Archive training session

Past training sessions may include information that is no longer true, in either the presentation or the Q&A. Please double check against the relevant documentation pages.

Using GEL data for publications and reports, October 2025¶

Our participants’ privacy is absolutely paramount, which is why we heavily restrict export of data from the Research Environment (RE). In this training session, we will look at what you are and are not allowed to export, and how you can ensure your exports are compliant. We will look at the tools available in the RE for compiling and composing your data. We will cover using the Airlock tool for export.

Where publications or theses require supporting evidence that is potentially identifiable, we will look at how you can enable access to this supporting data for reviewers or examiners without exporting it from the RE.

Timetable¶

13.30 Introduction and admin
13.35 Rules for data export from the RE
13.45 How to ensure your exports are compliant with rules
14.00 Working with LibreOffice in the RE
14.15 Using the Airlock
14.20 Sharing data with reviewers and examiners within the RE
14:45 Getting help and questions

Learning objectives¶

After this training you will know:

what you can and can’t export from the RE
how to compile your data for export
how to export data using the Airlock

Target audience¶

This training is aimed at researchers:

working with the Genomics England Research Environment
hoping to publish a paper, report, dissertation or thesis, or deliver a poster or presentation using Genomics England data

Date¶

14th October 2025

Materials¶

You can access the redacted slides and video below. All sensitive data has been censored.

Slides¶

Download the slides

Video¶

Give us feedback on this tutorial

Q&A¶

Q&A

can we ask for our scripts to be exported outside?
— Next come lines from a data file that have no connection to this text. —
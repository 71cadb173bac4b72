//! Physical ethernet interfaces.

use std::collections::BTreeMap;

use panos_xml::XmlNode;
use serde::{Deserialize, Serialize};

use super::l3::{Layer3, Layer3Fields, SendHostname};
use crate::client::ImportKind;
use crate::codec::{era, ImportableObject, Normalizer, Object, Specifier, Wire};
use crate::error::PangoError;
use crate::version::{Version, V8_1, V9_0};
use crate::wire::{entry_node, expect_tag, flag, number, raw, raw_slot, store_raw, text, Emit, RawXml};
use crate::xpath::{entry_xpath, NetworkScope};

const KIND: &str = "ethernet interface";

const MODES: [&str; 7] = [
    "layer3",
    "layer2",
    "virtual-wire",
    "tap",
    "ha",
    "decrypt-mirror",
    "aggregate-group",
];

/// A normalized ethernet interface.
///
/// Sub-interfaces are managed through their own namespace; whatever exists
/// under `units` is carried through untouched in `raw`.
#[derive(Debug, Clone, Default, PartialEq, Eq, Serialize, Deserialize)]
#[serde(default)]
pub struct Ethernet {
    pub name: String,
    /// `layer3`, `layer2`, `virtual-wire`, `tap`, `ha`, `decrypt-mirror`
    /// or `aggregate-group`.
    pub mode: String,
    /// Ordered.
    pub static_ips: Vec<String>,
    pub enable_dhcp: bool,
    pub create_dhcp_default_route: bool,
    pub dhcp_default_route_metric: u32,
    pub management_profile: String,
    pub mtu: u32,
    pub adjust_tcp_mss: bool,
    pub ipv4_mss_adjust: u32,
    pub ipv6_mss_adjust: u32,
    pub netflow_profile: String,
    pub lldp_enabled: bool,
    pub lldp_profile: String,
    pub link_speed: String,
    pub link_duplex: String,
    pub link_state: String,
    pub aggregate_group: String,
    pub comment: String,
    /// PAN-OS 8.1 and later.
    pub decrypt_forward: bool,
    /// PAN-OS 9.0 and later.
    pub dhcp_send_hostname_enable: bool,
    pub dhcp_send_hostname_value: String,
    pub rx_policing_rate: u32,
    pub tx_policing_rate: u32,
    pub raw: BTreeMap<String, String>,
}

impl Object for Ethernet {
    const KIND: &'static str = KIND;
    type Location = NetworkScope;

    fn name(&self) -> &str {
        &self.name
    }

    fn name_mut(&mut self) -> &mut String {
        &mut self.name
    }

    fn xpath(loc: &NetworkScope, names: &[String]) -> Result<Vec<String>, PangoError> {
        let mut path = loc.network_prefix()?;
        path.push("interface".to_string());
        path.push("ethernet".to_string());
        path.push(entry_xpath(names));
        Ok(path)
    }

    fn versioning(version: &Version) -> (Normalizer<Self>, Specifier<Self>) {
        if version.gte(&V9_0) {
            era::<EntryV3>()
        } else if version.gte(&V8_1) {
            era::<EntryV2>()
        } else {
            era::<EntryV1>()
        }
    }
}

impl ImportableObject for Ethernet {
    const IMPORT_KIND: ImportKind = ImportKind::Interface;

    fn import_target(loc: &NetworkScope) -> (String, String) {
        loc.import_target()
    }

    fn needs_import(&self) -> bool {
        !matches!(self.mode.as_str(), "ha" | "aggregate-group")
    }
}

/// PAN-OS before 8.1.
struct EntryV1 {
    name: String,
    mode: String,
    layer3: Option<Layer3>,
    lldp_enable: bool,
    lldp_profile: String,
    l2_netflow_profile: String,
    units: Option<RawXml>,
    aggregate_group: String,
    link_speed: String,
    link_duplex: String,
    link_state: String,
    comment: String,
}

impl EntryV1 {
    /// The `<layer3>`/`<layer2>`/`<virtual-wire>` element, if any.
    fn mode_node<'n>(&self, node: &'n mut XmlNode) -> Option<&'n mut XmlNode> {
        node.get_child_mut(&self.mode)
    }
}

impl Wire for EntryV1 {
    type Entry = Ethernet;

    fn specify(e: &Ethernet) -> Result<Self, PangoError> {
        if !MODES.contains(&e.mode.as_str()) {
            return Err(PangoError::validation(format!(
                "ethernet {:?}: unknown mode {:?}",
                e.name, e.mode
            )));
        }
        if e.mode == "aggregate-group" && e.aggregate_group.is_empty() {
            return Err(PangoError::validation(format!(
                "ethernet {:?}: aggregate-group mode requires the group name",
                e.name
            )));
        }
        let layer3 = if e.mode == "layer3" {
            Some(Layer3::specify(Layer3Fields {
                ips: &e.static_ips,
                dhcp_enable: e.enable_dhcp,
                dhcp_default_route: e.create_dhcp_default_route,
                dhcp_default_route_metric: e.dhcp_default_route_metric,
                management_profile: &e.management_profile,
                mtu: e.mtu,
                adjust_tcp_mss: e.adjust_tcp_mss,
                ipv4_mss_adjust: e.ipv4_mss_adjust,
                ipv6_mss_adjust: e.ipv6_mss_adjust,
                netflow_profile: &e.netflow_profile,
                raw: &e.raw,
            })?)
        } else {
            None
        };
        Ok(Self {
            name: e.name.clone(),
            mode: e.mode.clone(),
            layer3,
            lldp_enable: e.lldp_enabled,
            lldp_profile: e.lldp_profile.clone(),
            l2_netflow_profile: if e.mode == "layer3" {
                String::new()
            } else {
                e.netflow_profile.clone()
            },
            units: raw_slot(&e.raw, "units")?,
            aggregate_group: e.aggregate_group.clone(),
            link_speed: e.link_speed.clone(),
            link_duplex: e.link_duplex.clone(),
            link_state: e.link_state.clone(),
            comment: e.comment.clone(),
        })
    }

    fn normalize(self) -> Ethernet {
        let mut e = Ethernet {
            name: self.name,
            mode: self.mode,
            lldp_enabled: self.lldp_enable,
            lldp_profile: self.lldp_profile,
            netflow_profile: self.l2_netflow_profile,
            aggregate_group: self.aggregate_group,
            link_speed: self.link_speed,
            link_duplex: self.link_duplex,
            link_state: self.link_state,
            comment: self.comment,
            ..Ethernet::default()
        };
        if let Some(l3) = self.layer3 {
            l3.store_raw(&mut e.raw);
            e.static_ips = l3.ips;
            e.enable_dhcp = l3.dhcp_enable;
            e.create_dhcp_default_route = l3.dhcp_default_route;
            e.dhcp_default_route_metric = l3.dhcp_default_route_metric;
            e.management_profile = l3.management_profile;
            e.mtu = l3.mtu;
            e.adjust_tcp_mss = l3.adjust_tcp_mss;
            e.ipv4_mss_adjust = l3.ipv4_mss_adjust;
            e.ipv6_mss_adjust = l3.ipv6_mss_adjust;
            e.netflow_profile = l3.netflow_profile;
        }
        store_raw(&mut e.raw, "units", &self.units);
        e
    }

    fn decode(node: &XmlNode) -> Result<Self, PangoError> {
        expect_tag(node, "entry", KIND)?;
        let mode = MODES
            .iter()
            .find(|m| node.get_child(m).is_some())
            .map(|m| m.to_string())
            .unwrap_or_default();
        let body = node.get_child(&mode);
        let layer3 = match (mode.as_str(), body) {
            ("layer3", Some(body)) => Some(Layer3::decode(body, KIND)?),
            _ => None,
        };
        let read = |path: &[&str]| body.map(|b| text(b, path)).unwrap_or_default();
        Ok(Self {
            name: node.attribute("name").unwrap_or_default().to_string(),
            lldp_enable: body.map(|b| flag(b, &["lldp", "enable"])).unwrap_or(false),
            lldp_profile: read(&["lldp", "profile"]),
            l2_netflow_profile: if mode == "layer3" {
                String::new()
            } else {
                read(&["netflow-profile"])
            },
            units: body.and_then(|b| raw(b, &["units"])),
            aggregate_group: text(node, &["aggregate-group"]),
            link_speed: text(node, &["link-speed"]),
            link_duplex: text(node, &["link-duplex"]),
            link_state: text(node, &["link-state"]),
            comment: text(node, &["comment"]),
            layer3,
            mode,
        })
    }

    fn encode(&self) -> XmlNode {
        let mut node = entry_node(&self.name);
        if self.mode == "aggregate-group" {
            node.text_el("aggregate-group", &self.aggregate_group);
        } else {
            let mut body = XmlNode::new(self.mode.as_str());
            if let Some(l3) = &self.layer3 {
                l3.encode_into(&mut body);
            }
            body.text_el("netflow-profile", &self.l2_netflow_profile);
            if self.lldp_enable || !self.lldp_profile.is_empty() {
                let mut lldp = XmlNode::new("lldp");
                lldp.flag_el("enable", self.lldp_enable);
                lldp.text_el("profile", &self.lldp_profile);
                body.children.push(lldp);
            }
            body.raw_el("units", &self.units);
            node.children.push(body);
        }
        node.text_el("link-speed", &self.link_speed);
        node.text_el("link-duplex", &self.link_duplex);
        node.text_el("link-state", &self.link_state);
        node.text_el("comment", &self.comment);
        node
    }
}

/// PAN-OS 8.1: layer3 decrypt forwarding.
struct EntryV2 {
    base: EntryV1,
    decrypt_forward: bool,
}

impl Wire for EntryV2 {
    type Entry = Ethernet;

    fn specify(e: &Ethernet) -> Result<Self, PangoError> {
        Ok(Self {
            base: EntryV1::specify(e)?,
            decrypt_forward: e.mode == "layer3" && e.decrypt_forward,
        })
    }

    fn normalize(self) -> Ethernet {
        Ethernet {
            decrypt_forward: self.decrypt_forward,
            ..self.base.normalize()
        }
    }

    fn decode(node: &XmlNode) -> Result<Self, PangoError> {
        Ok(Self {
            decrypt_forward: flag(node, &["layer3", "decrypt-forward"]),
            base: EntryV1::decode(node)?,
        })
    }

    fn encode(&self) -> XmlNode {
        let mut node = self.base.encode();
        if let Some(body) = self.base.mode_node(&mut node) {
            body.flag_el("decrypt-forward", self.decrypt_forward);
        }
        node
    }
}

/// PAN-OS 9.0 and later: DHCP send-hostname and policing rates.
struct EntryV3 {
    base: EntryV2,
    send_hostname: SendHostname,
    rx_rate: u32,
    tx_rate: u32,
}

impl Wire for EntryV3 {
    type Entry = Ethernet;

    fn specify(e: &Ethernet) -> Result<Self, PangoError> {
        let layer3 = e.mode == "layer3";
        Ok(Self {
            base: EntryV2::specify(e)?,
            send_hostname: if layer3 {
                SendHostname {
                    enable: e.dhcp_send_hostname_enable,
                    hostname: e.dhcp_send_hostname_value.clone(),
                }
            } else {
                SendHostname::default()
            },
            rx_rate: if layer3 { e.rx_policing_rate } else { 0 },
            tx_rate: if layer3 { e.tx_policing_rate } else { 0 },
        })
    }

    fn normalize(self) -> Ethernet {
        Ethernet {
            dhcp_send_hostname_enable: self.send_hostname.enable,
            dhcp_send_hostname_value: self.send_hostname.hostname,
            rx_policing_rate: self.rx_rate,
            tx_policing_rate: self.tx_rate,
            ..self.base.normalize()
        }
    }

    fn decode(node: &XmlNode) -> Result<Self, PangoError> {
        let (send_hostname, rx_rate, tx_rate) = match node.get_child("layer3") {
            Some(l3) => (
                SendHostname::decode(l3),
                number(l3, &["policing", "rx-rate"], KIND)?,
                number(l3, &["policing", "tx-rate"], KIND)?,
            ),
            None => (SendHostname::default(), 0, 0),
        };
        Ok(Self {
            base: EntryV2::decode(node)?,
            send_hostname,
            rx_rate,
            tx_rate,
        })
    }

    fn encode(&self) -> XmlNode {
        let mut node = self.base.encode();
        if let Some(l3) = node.get_child_mut("layer3") {
            self.send_hostname.encode_into(l3);
            if self.rx_rate != 0 || self.tx_rate != 0 {
                let mut policing = XmlNode::new("policing");
                policing.num_el("rx-rate", self.rx_rate);
                policing.num_el("tx-rate", self.tx_rate);
                l3.children.push(policing);
            }
        }
        node
    }
}

#[cfg(test)]
mod tests {
    use std::collections::BTreeMap;

    use pretty_assertions::assert_eq;

    use super::Ethernet;
    use crate::codec::{ImportableObject, Object};
    use crate::version::{V7_1, V8_1, V9_0};

    fn layer3() -> Ethernet {
        Ethernet {
            name: "ethernet1/1".to_string(),
            mode: "layer3".to_string(),
            static_ips: vec!["10.1.1.1/24".to_string(), "10.1.2.1/24".to_string()],
            management_profile: "allow-ping".to_string(),
            lldp_enabled: true,
            comment: "uplink".to_string(),
            decrypt_forward: true,
            enable_dhcp: false,
            rx_policing_rate: 100,
            ..Ethernet::default()
        }
    }

    #[test]
    fn round_trips_at_nine() {
        let e = layer3();
        let node = e.specify(&V9_0).expect("specify");
        assert_eq!(Ethernet::normalize(&node, &V9_0).expect("normalize"), e);
    }

    #[test]
    fn later_fields_are_zero_on_older_eras() {
        let node = layer3().specify(&V7_1).expect("specify");
        assert!(node.find(&["layer3", "decrypt-forward"]).is_none());
        assert!(node.find(&["layer3", "policing"]).is_none());
        let back = Ethernet::normalize(&node, &V7_1).expect("normalize");
        assert!(!back.decrypt_forward);
        assert_eq!(back.rx_policing_rate, 0);
        assert_eq!(back.static_ips, layer3().static_ips);

        let node = layer3().specify(&V8_1).expect("specify");
        assert_eq!(node.get_text(&["layer3", "decrypt-forward"]), Some("yes"));
        assert!(node.find(&["layer3", "policing"]).is_none());
    }

    #[test]
    fn arp_table_is_preserved_verbatim() {
        let mut e = layer3();
        let mut raw = BTreeMap::new();
        raw.insert(
            "arp".to_string(),
            r#"<entry name="10.1.1.5"><hw-address>00:11:22:33:44:55</hw-address></entry>"#
                .to_string(),
        );
        e.raw = raw;
        let node = e.specify(&V9_0).expect("specify");
        assert_eq!(
            node.find(&["layer3", "arp", "entry"])
                .and_then(|n| n.get_text(&["hw-address"])),
            Some("00:11:22:33:44:55")
        );
        assert_eq!(Ethernet::normalize(&node, &V9_0).expect("normalize").raw, e.raw);
    }

    #[test]
    fn ha_and_aggregate_members_skip_import() {
        let mut e = layer3();
        assert!(e.needs_import());
        e.mode = "ha".to_string();
        assert!(!e.needs_import());
        e.mode = "aggregate-group".to_string();
        e.aggregate_group = "ae1".to_string();
        assert!(!e.needs_import());
        let node = e.specify(&V9_0).expect("specify");
        assert_eq!(node.get_text(&["aggregate-group"]), Some("ae1"));
    }

    #[test]
    fn unknown_mode_is_rejected() {
        let mut e = layer3();
        e.mode = "layer4".to_string();
        assert!(e.specify(&V9_0).is_err());
    }
}
//! XPath construction and evaluation.
//!
//! Paths are kept as ordered segment lists until the moment a request is
//! sent: bulk `set`, `move` and vsys import all need a trimmed prefix of the
//! same path, and trimming a `Vec` is safe where slicing a string is not
//! (interface names such as `ethernet1/1` contain slashes).

use panos_xml::XmlNode;
use serde::{Deserialize, Serialize};

use crate::error::PangoError;

/// Name of the single device entry in every PAN-OS configuration.
pub const LOCALHOST: &str = "localhost.localdomain";

/// `entry[@name='a' or @name='b']`, or plain `entry` when `names` is empty.
pub fn entry_xpath<S: AsRef<str>>(names: &[S]) -> String {
    predicate_xpath("entry", "@name", names)
}

/// `member[text()='a' or text()='b']`, or plain `member` when `names` is empty.
pub fn member_xpath<S: AsRef<str>>(names: &[S]) -> String {
    predicate_xpath("member", "text()", names)
}

fn predicate_xpath<S: AsRef<str>>(tag: &str, selector: &str, names: &[S]) -> String {
    if names.is_empty() {
        return tag.to_string();
    }
    let clauses = names
        .iter()
        .map(|name| format!("{selector}='{}'", name.as_ref()))
        .collect::<Vec<_>>()
        .join(" or ");
    format!("{tag}[{clauses}]")
}

/// Join segments into the absolute form sent as `xpath=`.
pub fn join(path: &[String]) -> String {
    format!("/{}", path.join("/"))
}

/// Split an absolute XPath back into segments, keeping predicates intact.
pub fn split(xpath: &str) -> Vec<String> {
    let mut out = Vec::new();
    let mut current = String::new();
    let mut depth = 0usize;
    let mut quoted = false;
    for ch in xpath.chars() {
        match ch {
            '\'' => {
                quoted = !quoted;
                current.push(ch);
            }
            '[' if !quoted => {
                depth += 1;
                current.push(ch);
            }
            ']' if !quoted => {
                depth = depth.saturating_sub(1);
                current.push(ch);
            }
            '/' if !quoted && depth == 0 => {
                if !current.is_empty() {
                    out.push(std::mem::take(&mut current));
                }
            }
            _ => current.push(ch),
        }
    }
    if !current.is_empty() {
        out.push(current);
    }
    out
}

fn owned(segments: &[&str]) -> Vec<String> {
    segments.iter().map(|s| (*s).to_string()).collect()
}

/// `config/devices/entry[@name='localhost.localdomain']`.
pub fn device_prefix() -> Vec<String> {
    vec![
        "config".to_string(),
        "devices".to_string(),
        entry_xpath(&[LOCALHOST]),
    ]
}

/// Firewall vsys prefix; empty selects `vsys1`, `shared` the shared root.
pub fn vsys_prefix(vsys: &str) -> Vec<String> {
    let vsys = if vsys.is_empty() { "vsys1" } else { vsys };
    if vsys == "shared" {
        return owned(&["config", "shared"]);
    }
    let mut out = device_prefix();
    out.push("vsys".to_string());
    out.push(entry_xpath(&[vsys]));
    out
}

/// Panorama device-group prefix; empty or `shared` selects Panorama shared.
pub fn device_group_prefix(device_group: &str) -> Vec<String> {
    if device_group.is_empty() || device_group == "shared" {
        return owned(&["config", "shared"]);
    }
    let mut out = device_prefix();
    out.push("device-group".to_string());
    out.push(entry_xpath(&[device_group]));
    out
}

/// A Panorama template or template stack reference.
///
/// Exactly one of the two names must be set.
#[derive(Debug, Clone, Default, PartialEq, Eq, Serialize, Deserialize)]
#[serde(default)]
pub struct TemplateRef {
    pub template: String,
    pub template_stack: String,
}

impl TemplateRef {
    pub fn template(name: impl Into<String>) -> Self {
        Self {
            template: name.into(),
            template_stack: String::new(),
        }
    }

    pub fn stack(name: impl Into<String>) -> Self {
        Self {
            template: String::new(),
            template_stack: name.into(),
        }
    }

    /// `config/devices/.../template/entry[@name=T]` or the stack equivalent.
    pub fn prefix(&self) -> Result<Vec<String>, PangoError> {
        let (container, name) = match (self.template.is_empty(), self.template_stack.is_empty()) {
            (false, true) => ("template", &self.template),
            (true, false) => ("template-stack", &self.template_stack),
            (true, true) => {
                return Err(PangoError::validation(
                    "template or template stack must be specified",
                ))
            }
            (false, false) => {
                return Err(PangoError::validation(
                    "template and template stack are mutually exclusive",
                ))
            }
        };
        let mut out = device_prefix();
        out.push(container.to_string());
        out.push(entry_xpath(&[name]));
        Ok(out)
    }

    /// Device prefix inside the template's own configuration tree.
    pub fn device_prefix(&self) -> Result<Vec<String>, PangoError> {
        let mut out = self.prefix()?;
        out.extend(device_prefix());
        Ok(out)
    }
}
//! Rule hit counters.

use panos_xml::XmlNode;
use serde::Serialize;

use crate::error::PangoError;
use crate::namespace::Common;
use crate::wire::{entry_node, flag, number};

const KIND: &str = "rule hit count";

#[derive(Debug, Clone, Default, PartialEq, Eq, Serialize)]
pub struct HitCount {
    pub name: String,
    pub latest: bool,
    pub hit_count: u64,
    /// Unix seconds; zero when never hit.
    pub last_hit_timestamp: u64,
    pub last_reset_timestamp: u64,
    pub first_hit_timestamp: u64,
    pub rule_creation_timestamp: u64,
    pub rule_modification_timestamp: u64,
}

impl HitCount {
    fn decode(node: &XmlNode) -> Result<Self, PangoError> {
        Ok(Self {
            name: node.attribute("name").unwrap_or_default().to_string(),
            latest: flag(node, &["latest"]),
            hit_count: number(node, &["hit-count"], KIND)?,
            last_hit_timestamp: number(node, &["last-hit-timestamp"], KIND)?,
            last_reset_timestamp: number(node, &["last-reset-timestamp"], KIND)?,
            first_hit_timestamp: number(node, &["first-hit-timestamp"], KIND)?,
            rule_creation_timestamp: number(node, &["rule-creation-timestamp"], KIND)?,
            rule_modification_timestamp: number(node, &["rule-modification-timestamp"], KIND)?,
        })
    }
}

/// `show rule-hit-count` request body.
pub(crate) fn request(rule_type: &str, vsys: &str, names: &[String]) -> XmlNode {
    let rules = if names.is_empty() {
        XmlNode::new("rules").child(XmlNode::new("all"))
    } else {
        let mut list = XmlNode::new("list");
        list.children = names
            .iter()
            .map(|n| XmlNode::with_text("member", n.as_str()))
            .collect();
        XmlNode::new("rules").child(list)
    };
    let rule_base = XmlNode::new("rule-base").child(entry_node(rule_type).child(rules));
    let vsys_name = XmlNode::new("vsys-name").child(entry_node(vsys).child(rule_base));
    XmlNode::new("show").child(XmlNode::new("rule-hit-count").child(XmlNode::new("vsys").child(vsys_name)))
}

/// Query hit counters for `names` (all rules when empty) of `rule_type` in
/// `vsys`.
pub(crate) fn query(
    common: &Common<'_>,
    rule_type: &str,
    vsys: &str,
    names: &[String],
) -> Result<Vec<HitCount>, PangoError> {
    let cmd = request(rule_type, vsys, names);
    let result = common
        .op(&cmd, "")
        .map_err(|e| e.during("hit count", format!("{rule_type} rules in {vsys}")))?;
    let mut out = Vec::new();
    for rules in result.descendants("rules") {
        for entry in rules.get_children("entry") {
            out.push(HitCount::decode(entry)?);
        }
    }
    Ok(out)
}

#[cfg(test)]
mod tests {
    use pretty_assertions::assert_eq;

    use crate::namespace::Policy;
    use crate::poli::security::SecurityRule;
    use crate::testing::ScriptedClient;
    use crate::version::V8_1;
    use crate::xpath::{Rulebase, RulebaseScope};

    #[test]
    fn counters_are_decoded() {
        let client = ScriptedClient::new(V8_1);
        client.push_result(
            r#"<rule-hit-count><vsys><entry name="vsys1"><rule-base><entry name="security"><rules><entry name="r1"><latest>yes</latest><hit-count>42</hit-count><last-hit-timestamp>1709283600</last-hit-timestamp><last-reset-timestamp>0</last-reset-timestamp><first-hit-timestamp>1709200000</first-hit-timestamp></entry></rules></entry></rule-base></entry></vsys></rule-hit-count>"#,
        );
        let ns: Policy<'_, SecurityRule> = Policy::new(&client);
        let counts = ns
            .hit_count(&RulebaseScope::vsys(""), &["r1".to_string()])
            .expect("hit count");
        assert_eq!(counts.len(), 1);
        assert_eq!(counts[0].name, "r1");
        assert_eq!(counts[0].hit_count, 42);
        assert!(counts[0].latest);
        assert_eq!(
            client.calls()[0].element,
            r#"<show><rule-hit-count><vsys><vsys-name><entry name="vsys1"><rule-base><entry name="security"><rules><list><member>r1</member></list></rules></entry></rule-base></entry></vsys-name></vsys></rule-hit-count></show>"#
        );
    }

    #[test]
    fn panorama_rulebases_are_rejected() {
        let client = ScriptedClient::new(V8_1);
        let ns: Policy<'_, SecurityRule> = Policy::new(&client);
        let loc = RulebaseScope::device_group("DG1", Rulebase::Pre);
        assert!(ns.hit_count(&loc, &[]).is_err());
    }
}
Yes, researchers regularly request to export scripts! Please ensure that scripts requested for export do not contain participant or sample IDs, and in general it's best to not have any data included in scripts included for export (though we understand that some data like counts may be in the comments , and if otherwise safe for export we will approve still, it's just more convenient to have data in dedicated files rather than scattered throguhout comments in scripts)

can import my own model and use GE data as input?

You are very welcome to import trained ML models, and once they are inside the RE you are welcome to use the model to generate research insight s directly, or to use GE data as a testing set to test the model performance. You are then very welcome to request these outputs for export: research results will be reviewed according to the usual rules, model performance statistics should usually be safe for export so those I imagine would always be approved for export (but there may be some edge cases). HOWEVER under our current ruleset you cannot export trained ML models from the RE: you are welcome to train a model on GE data inside the RE if you wish to, but the model will be stuck inside the RE and will not be possible to export unless and until we revise the rules. You can read the full details of our current rules around ML work here: https://re-docs.genomicsengland.co.uk/airlock_ml/ . PLease note that we are still revieiwng these rules and exploring options to potentially enable trained ML model exports in future, though we cannot guarantee that this will ever be possible

Oh also to note, for trained model import we will ask the importer to please take responsibility for ensuring that all of the data used to train the model is data that you had valid approval to use (valid license if licensed data etc) and that is safe to host inside the RE

If the manuscript is under review, and i don’t know who is the reviewer, how can I let them to access the RE during reviewing.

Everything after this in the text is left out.